WORK ITEM: Every line holding the string "Principal" is to be copied from the entries below.

GIVEN RECORDS:
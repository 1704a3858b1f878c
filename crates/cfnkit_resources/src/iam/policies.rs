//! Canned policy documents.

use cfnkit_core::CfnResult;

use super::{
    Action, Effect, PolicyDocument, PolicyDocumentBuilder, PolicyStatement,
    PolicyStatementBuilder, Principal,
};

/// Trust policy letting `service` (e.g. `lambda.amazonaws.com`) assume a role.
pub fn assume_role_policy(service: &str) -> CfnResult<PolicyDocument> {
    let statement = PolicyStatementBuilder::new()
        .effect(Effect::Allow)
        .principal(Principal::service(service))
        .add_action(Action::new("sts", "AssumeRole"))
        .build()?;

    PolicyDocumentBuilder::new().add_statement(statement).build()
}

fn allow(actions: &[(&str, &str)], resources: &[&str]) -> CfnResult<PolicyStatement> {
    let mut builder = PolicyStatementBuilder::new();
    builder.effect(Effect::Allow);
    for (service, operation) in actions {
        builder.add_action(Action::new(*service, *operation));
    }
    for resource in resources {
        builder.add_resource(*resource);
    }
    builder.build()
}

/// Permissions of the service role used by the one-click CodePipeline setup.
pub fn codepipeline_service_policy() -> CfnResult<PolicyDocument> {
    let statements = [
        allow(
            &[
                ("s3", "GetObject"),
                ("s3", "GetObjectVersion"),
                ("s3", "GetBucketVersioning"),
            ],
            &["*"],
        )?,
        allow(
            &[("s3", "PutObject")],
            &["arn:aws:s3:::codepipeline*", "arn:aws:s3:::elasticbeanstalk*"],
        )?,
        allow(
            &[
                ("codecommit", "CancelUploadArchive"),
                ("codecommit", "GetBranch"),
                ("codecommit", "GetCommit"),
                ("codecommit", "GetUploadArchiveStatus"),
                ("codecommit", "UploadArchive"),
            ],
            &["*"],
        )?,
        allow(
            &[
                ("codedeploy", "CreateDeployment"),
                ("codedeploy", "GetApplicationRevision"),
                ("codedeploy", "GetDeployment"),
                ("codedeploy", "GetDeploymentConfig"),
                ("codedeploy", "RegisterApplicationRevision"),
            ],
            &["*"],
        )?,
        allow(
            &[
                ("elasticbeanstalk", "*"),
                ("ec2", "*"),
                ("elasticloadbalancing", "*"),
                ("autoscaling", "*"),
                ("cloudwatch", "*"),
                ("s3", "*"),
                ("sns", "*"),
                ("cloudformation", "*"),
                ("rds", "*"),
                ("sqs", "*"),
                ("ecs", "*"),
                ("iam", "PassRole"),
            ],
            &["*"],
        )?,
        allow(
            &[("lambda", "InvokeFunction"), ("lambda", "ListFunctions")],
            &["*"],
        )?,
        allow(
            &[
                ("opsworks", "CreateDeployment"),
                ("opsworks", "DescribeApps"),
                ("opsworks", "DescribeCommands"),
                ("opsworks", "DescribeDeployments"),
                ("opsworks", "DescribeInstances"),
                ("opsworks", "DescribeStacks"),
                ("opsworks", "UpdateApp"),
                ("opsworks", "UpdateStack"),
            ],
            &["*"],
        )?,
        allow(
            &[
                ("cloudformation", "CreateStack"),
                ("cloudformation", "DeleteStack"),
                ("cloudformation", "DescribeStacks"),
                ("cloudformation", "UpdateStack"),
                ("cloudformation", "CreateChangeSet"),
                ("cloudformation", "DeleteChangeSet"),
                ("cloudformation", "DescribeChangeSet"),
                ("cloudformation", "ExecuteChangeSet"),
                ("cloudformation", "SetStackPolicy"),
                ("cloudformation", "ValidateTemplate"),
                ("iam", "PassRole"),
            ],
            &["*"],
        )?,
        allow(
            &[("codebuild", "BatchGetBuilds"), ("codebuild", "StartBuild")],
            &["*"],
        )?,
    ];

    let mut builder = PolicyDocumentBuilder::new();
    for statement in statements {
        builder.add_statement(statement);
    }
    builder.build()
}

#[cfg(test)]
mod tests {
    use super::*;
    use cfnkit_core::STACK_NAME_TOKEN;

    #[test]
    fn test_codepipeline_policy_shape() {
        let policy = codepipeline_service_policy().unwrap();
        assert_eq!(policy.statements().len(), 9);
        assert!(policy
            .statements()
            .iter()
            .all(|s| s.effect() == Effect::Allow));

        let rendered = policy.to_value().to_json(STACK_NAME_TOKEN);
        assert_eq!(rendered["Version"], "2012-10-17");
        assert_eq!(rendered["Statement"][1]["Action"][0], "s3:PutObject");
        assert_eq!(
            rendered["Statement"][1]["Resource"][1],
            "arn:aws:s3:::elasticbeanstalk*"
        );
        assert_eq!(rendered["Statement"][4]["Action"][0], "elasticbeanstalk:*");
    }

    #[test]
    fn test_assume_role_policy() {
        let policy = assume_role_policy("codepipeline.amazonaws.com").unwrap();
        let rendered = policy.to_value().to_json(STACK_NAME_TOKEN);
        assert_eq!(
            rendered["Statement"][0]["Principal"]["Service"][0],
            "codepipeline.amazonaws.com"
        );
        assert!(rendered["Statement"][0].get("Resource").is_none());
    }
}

EXERCISE RESULT:
    PolicyStatementBuilder, Principal,
        .principal(Principal::service(service))
            rendered["Statement"][0]["Principal"]["Service"][0],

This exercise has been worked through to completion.